> _Collection entries_:
= = = = = = =
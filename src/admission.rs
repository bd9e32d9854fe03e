//! The single authority for creating and cancelling bookings. Admission for
//! one slot is fully serialized: the overlap check and the insert happen
//! inside a per-slot exclusive section, so no interleaving of two admissions
//! for the same slot can ever produce overlapping BOOKED bookings.

use std::collections::HashMap;
use std::sync::{Arc, Mutex};

use chrono::{DateTime, Utc};
use uuid::Uuid;

use crate::availability::AvailabilityIndex;
use crate::error::Error;
use crate::models::{Booking, BookingStatus, TimeRange};
use crate::store::Store;

/// Registry of per-slot admission locks. Entries for distinct slots are
/// distinct mutexes, so admissions on different slots never contend; the
/// outer map lock is only held long enough to hand out a handle.
struct SlotLocks {
    locks: Mutex<HashMap<Uuid, Arc<tokio::sync::Mutex<()>>>>,
}

impl SlotLocks {
    fn new() -> SlotLocks {
        SlotLocks {
            locks: Mutex::new(HashMap::new()),
        }
    }

    fn for_slot(&self, slot_id: Uuid) -> Arc<tokio::sync::Mutex<()>> {
        let mut locks = self.locks.lock().expect("slot lock registry poisoned");
        locks
            .entry(slot_id)
            .or_insert_with(|| Arc::new(tokio::sync::Mutex::new(())))
            .clone()
    }
}

#[derive(Clone)]
pub struct AdmissionController {
    store: Arc<dyn Store>,
    index: AvailabilityIndex,
    locks: Arc<SlotLocks>,
}

impl AdmissionController {
    pub fn new(store: Arc<dyn Store>) -> AdmissionController {
        let index = AvailabilityIndex::new(store.clone());
        AdmissionController {
            store,
            index,
            locks: Arc::new(SlotLocks::new()),
        }
    }

    /// Admit a booking for `[start, end)` on the slot, or reject it.
    ///
    /// The interval is validated before the slot lock is touched; existence
    /// and overlap are then decided under the lock, and the insert commits
    /// before the lock is released. Any error path releases the lock via the
    /// guard and leaves no partial booking behind.
    pub async fn create_booking(
        &self,
        slot_id: Uuid,
        user_id: Uuid,
        start: DateTime<Utc>,
        end: DateTime<Utc>,
    ) -> Result<Booking, Error> {
        let range = TimeRange::new(start, end)?;

        let lock = self.locks.for_slot(slot_id);
        let _guard = lock.lock().await;

        let slot = self
            .store
            .slot_by_id(slot_id)
            .await?
            .ok_or_else(|| Error::not_found("parking slot"))?;

        if self.index.has_overlap(slot_id, range).await? {
            return Err(Error::conflict("slot already booked for this time"));
        }

        let now = Utc::now();
        let booking = Booking {
            id: Uuid::new_v4(),
            user_id,
            slot_id,
            lot_id: slot.lot_id,
            start_time: range.start(),
            end_time: range.end(),
            status: BookingStatus::Booked,
            created_at: now,
            updated_at: now,
        };
        self.store.insert_booking(&booking).await?;
        info!(
            "admitted booking {} on slot {} for [{}, {})",
            booking.id, slot_id, booking.start_time, booking.end_time
        );
        Ok(booking)
    }

    /// Owner-initiated cancellation. No slot lock: cancelling only removes a
    /// constraint. The status flip is a compare-and-swap, so a concurrent
    /// double-cancel applies exactly once and the loser gets an error.
    pub async fn cancel_booking(
        &self,
        booking_id: Uuid,
        requesting_user: Uuid,
    ) -> Result<Booking, Error> {
        let booking = self
            .store
            .booking_by_id(booking_id)
            .await?
            .ok_or_else(|| Error::not_found("booking"))?;
        if booking.user_id != requesting_user {
            return Err(Error::permission("not allowed to cancel this booking"));
        }
        if booking.status != BookingStatus::Booked {
            return Err(Error::validation("only active bookings can be cancelled"));
        }
        self.store
            .update_booking_status(
                booking_id,
                BookingStatus::Booked,
                BookingStatus::Cancelled,
                Utc::now(),
            )
            .await?
            .ok_or_else(|| Error::validation("only active bookings can be cancelled"))
    }

    /// Administrative transition out of BOOKED (to CANCELLED or COMPLETED).
    /// CANCELLED and COMPLETED are terminal; nothing leaves them.
    pub async fn transition_status(
        &self,
        booking_id: Uuid,
        to: BookingStatus,
    ) -> Result<Booking, Error> {
        if to == BookingStatus::Booked {
            return Err(Error::validation("bookings cannot return to the BOOKED state"));
        }
        let booking = self
            .store
            .booking_by_id(booking_id)
            .await?
            .ok_or_else(|| Error::not_found("booking"))?;
        if booking.status != BookingStatus::Booked {
            return Err(Error::validation("only active bookings can change status"));
        }
        self.store
            .update_booking_status(booking_id, BookingStatus::Booked, to, Utc::now())
            .await?
            .ok_or_else(|| Error::validation("only active bookings can change status"))
    }
}
use std::sync::Arc;

use actix_web::{middleware, web, App, HttpServer};
use log::info;

use parklot::config::Config;
use parklot::db;
use parklot::handlers::{self, AppState};
use parklot::store::PgStore;

#[actix_web::main]
async fn main() -> std::io::Result<()> {
    pretty_env_logger::init();
    let config = Config::from_env();

    let pool = db::get_db_pool(&config.database_url)
        .await
        .expect("Failed to connect to DB");
    db::init_schema(&pool).await.expect("Failed to prepare schema");

    let state = AppState::new(Arc::new(PgStore::new(pool)), config.session_ttl_hours);
    if let (Some(email), Some(password)) = (&config.admin_email, &config.admin_password) {
        state
            .auth
            .ensure_admin(email, password)
            .await
            .expect("Failed to seed admin account");
    }

    let data = web::Data::new(state);
    info!("listening on {}", config.bind_addr);
    HttpServer::new(move || {
        App::new()
            .app_data(data.clone())
            .wrap(middleware::Logger::default())
            .configure(handlers::routes)
    })
    .bind(&config.bind_addr)?
    .run()
    .await
}
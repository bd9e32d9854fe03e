use sqlx::postgres::PgPoolOptions;
use sqlx::PgPool;

pub async fn get_db_pool(database_url: &str) -> Result<PgPool, sqlx::Error> {
    PgPoolOptions::new()
        .max_connections(8)
        .connect(database_url)
        .await
}

/// Idempotent bootstrap of the tables the service expects. Not a migration
/// framework; re-running against an existing database is a no-op.
pub async fn init_schema(pool: &PgPool) -> Result<(), sqlx::Error> {
    const SCHEMA: &[&str] = &[
        "CREATE TABLE IF NOT EXISTS users (
            id UUID PRIMARY KEY,
            first_name TEXT NOT NULL,
            last_name TEXT NOT NULL,
            username TEXT NOT NULL UNIQUE,
            email TEXT NOT NULL UNIQUE,
            password_hash TEXT NOT NULL,
            role TEXT NOT NULL,
            created_at TIMESTAMPTZ NOT NULL,
            updated_at TIMESTAMPTZ NOT NULL
        )",
        "CREATE TABLE IF NOT EXISTS sessions (
            token_digest TEXT PRIMARY KEY,
            user_id UUID NOT NULL REFERENCES users (id),
            expires_at TIMESTAMPTZ NOT NULL,
            created_at TIMESTAMPTZ NOT NULL
        )",
        "CREATE TABLE IF NOT EXISTS parking_lots (
            id UUID PRIMARY KEY,
            admin_id UUID NOT NULL REFERENCES users (id),
            name TEXT NOT NULL,
            address TEXT NOT NULL,
            latitude DOUBLE PRECISION NOT NULL,
            longitude DOUBLE PRECISION NOT NULL,
            total_slots INTEGER NOT NULL,
            available_slots INTEGER NOT NULL,
            created_at TIMESTAMPTZ NOT NULL,
            updated_at TIMESTAMPTZ NOT NULL
        )",
        "CREATE TABLE IF NOT EXISTS parking_slots (
            id UUID PRIMARY KEY,
            lot_id UUID NOT NULL REFERENCES parking_lots (id),
            label TEXT NOT NULL,
            is_available BOOLEAN NOT NULL,
            created_at TIMESTAMPTZ NOT NULL,
            updated_at TIMESTAMPTZ NOT NULL,
            UNIQUE (lot_id, label)
        )",
        "CREATE TABLE IF NOT EXISTS bookings (
            id UUID PRIMARY KEY,
            user_id UUID NOT NULL REFERENCES users (id),
            slot_id UUID NOT NULL REFERENCES parking_slots (id),
            lot_id UUID NOT NULL REFERENCES parking_lots (id),
            start_time TIMESTAMPTZ NOT NULL,
            end_time TIMESTAMPTZ NOT NULL,
            status TEXT NOT NULL,
            created_at TIMESTAMPTZ NOT NULL,
            updated_at TIMESTAMPTZ NOT NULL
        )",
        "CREATE INDEX IF NOT EXISTS idx_bookings_slot_window
            ON bookings (slot_id, start_time, end_time)",
        "CREATE INDEX IF NOT EXISTS idx_bookings_lot ON bookings (lot_id)",
    ];

    for statement in SCHEMA {
        sqlx::query(statement).execute(pool).await?;
    }
    Ok(())
}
= = = = = = =
Lines with "sqlx" in the records above: copy every one of them.

use sqlx::postgres::PgPoolOptions;
use sqlx::PgPool;
pub async fn get_db_pool(database_url: &str) -> Result<PgPool, sqlx::Error> {
pub async fn init_schema(pool: &PgPool) -> Result<(), sqlx::Error> {
        sqlx::query(statement).execute(pool).await?;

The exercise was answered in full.